INSTRUCTIONS FOR THE TASK - Restate, word for word, the lines from the opening line of the data through the line containing "pub fn from_nano(nano: u64)", both included, and nothing else.

Collected data
───

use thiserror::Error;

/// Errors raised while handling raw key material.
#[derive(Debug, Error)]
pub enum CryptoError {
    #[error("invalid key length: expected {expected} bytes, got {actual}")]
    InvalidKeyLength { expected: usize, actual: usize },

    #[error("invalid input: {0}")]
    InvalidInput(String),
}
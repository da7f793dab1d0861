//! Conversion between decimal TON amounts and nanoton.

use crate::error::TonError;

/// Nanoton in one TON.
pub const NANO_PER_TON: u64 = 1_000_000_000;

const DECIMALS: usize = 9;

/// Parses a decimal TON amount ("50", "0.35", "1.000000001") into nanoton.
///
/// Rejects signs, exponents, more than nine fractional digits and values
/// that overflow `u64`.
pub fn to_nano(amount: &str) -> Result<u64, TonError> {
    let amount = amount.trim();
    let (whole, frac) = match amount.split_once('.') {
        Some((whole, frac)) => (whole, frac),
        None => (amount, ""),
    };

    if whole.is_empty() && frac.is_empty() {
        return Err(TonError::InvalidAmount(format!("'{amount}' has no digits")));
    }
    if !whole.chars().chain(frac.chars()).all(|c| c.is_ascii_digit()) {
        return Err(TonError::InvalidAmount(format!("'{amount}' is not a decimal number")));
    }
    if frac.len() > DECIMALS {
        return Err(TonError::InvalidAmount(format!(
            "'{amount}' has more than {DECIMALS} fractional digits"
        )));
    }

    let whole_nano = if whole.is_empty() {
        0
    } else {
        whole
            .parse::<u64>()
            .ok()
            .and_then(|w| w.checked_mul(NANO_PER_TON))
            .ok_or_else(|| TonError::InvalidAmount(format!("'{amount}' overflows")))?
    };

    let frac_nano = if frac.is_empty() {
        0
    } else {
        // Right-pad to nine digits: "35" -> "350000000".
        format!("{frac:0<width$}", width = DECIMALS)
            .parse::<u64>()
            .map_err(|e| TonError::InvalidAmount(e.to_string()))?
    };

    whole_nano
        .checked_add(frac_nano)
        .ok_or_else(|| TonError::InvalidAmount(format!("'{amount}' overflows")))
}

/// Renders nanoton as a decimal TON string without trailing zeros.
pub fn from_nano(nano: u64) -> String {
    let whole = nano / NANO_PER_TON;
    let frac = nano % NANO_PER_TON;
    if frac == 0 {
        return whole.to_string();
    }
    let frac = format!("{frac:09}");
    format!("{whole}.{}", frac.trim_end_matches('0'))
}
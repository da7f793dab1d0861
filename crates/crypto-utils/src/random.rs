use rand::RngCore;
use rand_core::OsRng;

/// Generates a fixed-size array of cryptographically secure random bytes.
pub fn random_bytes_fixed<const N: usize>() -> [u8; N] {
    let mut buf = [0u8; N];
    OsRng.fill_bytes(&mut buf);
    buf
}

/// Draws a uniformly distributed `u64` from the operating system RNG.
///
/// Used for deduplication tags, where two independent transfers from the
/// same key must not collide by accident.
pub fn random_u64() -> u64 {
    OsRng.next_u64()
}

───

TASK OUTPUT -
use thiserror::Error;

/// Errors raised while handling raw key material.
#[derive(Debug, Error)]
pub enum CryptoError {
    #[error("invalid key length: expected {expected} bytes, got {actual}")]
    InvalidKeyLength { expected: usize, actual: usize },

    #[error("invalid input: {0}")]
    InvalidInput(String),
}
repository da7f793dab1d0861
//! Conversion between decimal TON amounts and nanoton.

use crate::error::TonError;

/// Nanoton in one TON.
pub const NANO_PER_TON: u64 = 1_000_000_000;

const DECIMALS: usize = 9;

/// Parses a decimal TON amount ("50", "0.35", "1.000000001") into nanoton.
///
/// Rejects signs, exponents, more than nine fractional digits and values
/// that overflow `u64`.
pub fn to_nano(amount: &str) -> Result<u64, TonError> {
    let amount = amount.trim();
    let (whole, frac) = match amount.split_once('.') {
        Some((whole, frac)) => (whole, frac),
        None => (amount, ""),
    };

    if whole.is_empty() && frac.is_empty() {
        return Err(TonError::InvalidAmount(format!("'{amount}' has no digits")));
    }
    if !whole.chars().chain(frac.chars()).all(|c| c.is_ascii_digit()) {
        return Err(TonError::InvalidAmount(format!("'{amount}' is not a decimal number")));
    }
    if frac.len() > DECIMALS {
        return Err(TonError::InvalidAmount(format!(
            "'{amount}' has more than {DECIMALS} fractional digits"
        )));
    }

    let whole_nano = if whole.is_empty() {
        0
    } else {
        whole
            .parse::<u64>()
            .ok()
            .and_then(|w| w.checked_mul(NANO_PER_TON))
            .ok_or_else(|| TonError::InvalidAmount(format!("'{amount}' overflows")))?
    };

    let frac_nano = if frac.is_empty() {
        0
    } else {
        // Right-pad to nine digits: "35" -> "350000000".
        format!("{frac:0<width$}", width = DECIMALS)
            .parse::<u64>()
            .map_err(|e| TonError::InvalidAmount(e.to_string()))?
    };

    whole_nano
        .checked_add(frac_nano)
        .ok_or_else(|| TonError::InvalidAmount(format!("'{amount}' overflows")))
}

/// Renders nanoton as a decimal TON string without trailing zeros.
pub fn from_nano(nano: u64) -> String {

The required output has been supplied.